His was one of the first African-American families to move into the affluent Chicago suburb of Arlington Heights in the 1970s. Mr. Woods' parents were graduates of two prestigious historically black colleges - Morehouse and Spelman. His father was a Fortune 500 executive, and his grandfather was a prominent Baptist minister.

But growing up in an upper-middle-class household did not guarantee that Mr. Woods would become an upstanding citizen.

He opted for a life of crime, beginning by running away from home, hanging with the wrong crowd, and stealing bicycles. By age 16 he had masterminded elaborate crimes, often communicating with fellow criminals via hand-held radios to pull off the jobs.

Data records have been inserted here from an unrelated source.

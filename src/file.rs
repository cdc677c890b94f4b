//! File assembly: walks a parsed source file and produces its typed IR.
use crate::ast::{self, Decl, Spec};
use crate::engine::Engine;
use crate::imports::ImportTracker;
use crate::ir::File;
use crate::lower::{docs_from_comment_group, import_from_spec, lift_expr};
use crate::transform::Transform;

impl File {
    /// Lifts `source` into a `File`, applying `transforms` along the way.
    ///
    /// `package` overrides the package clause unless it is empty. Transforms
    /// are moved in: copy accumulators belong to this call alone.
    pub fn from_ast(
        source: &ast::SourceFile,
        package: &str,
        transforms: impl IntoIterator<Item = Transform>,
    ) -> File {
        let package = if package.is_empty() { source.package.clone() } else { package.to_string() };

        let mut engine = Engine::new(transforms);
        let mut imports = ImportTracker::new();
        let mut code = Vec::new();

        for decl in &source.decls {
            let Decl::Gen(gen_decl) = decl else { continue };
            let decl_docs = docs_from_comment_group(gen_decl.doc.as_ref());
            for spec in &gen_decl.specs {
                match spec {
                    Spec::Import(import_spec) => {
                        let import = import_from_spec(import_spec);
                        if engine.admits_import(&import) {
                            imports.record(import);
                        } else {
                            log::debug!("exclude_import: skipping {}", import.path);
                        }
                    }
                    Spec::Type(type_spec) => {
                        let names = std::slice::from_ref(&type_spec.name);
                        if let Some(ty) = lift_expr(names, &decl_docs, &type_spec.ty) {
                            code.push(ty);
                            engine.run(&mut code);
                        }
                    }
                    Spec::Value(_) => {}
                }
            }
        }

        engine.inline_copies(&mut code);

        imports.mark_used(&code);
        File { package, imports: imports.into_live(), code }
    }
}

"In high school, I had robbed the neighborhood general food store with a machine gun replica, and someone called my parents and told them that the grocery store had been robbed. Little did they know it was me, while I was in my comfortable home at the kitchen table saying, 'Pass the syrup.'

"By the time I was 19, I was sent to prison," said Mr. Woods, now an empowerment speaker who addresses audiences about his journey from prison to enlightenment.

Mr. Woods, 41, author of the memoir A Breed Apart: A Journey to Redemption (Atria, 2005), is scheduled to speak from 10 a.m. to noon Saturday in the University of Toledo's Nitschke Hall Auditorium.

He also is scheduled to speak at 10:15 a.m. Sunday during a public service at New Life Church of God in Christ, 1215 Oakwood Ave.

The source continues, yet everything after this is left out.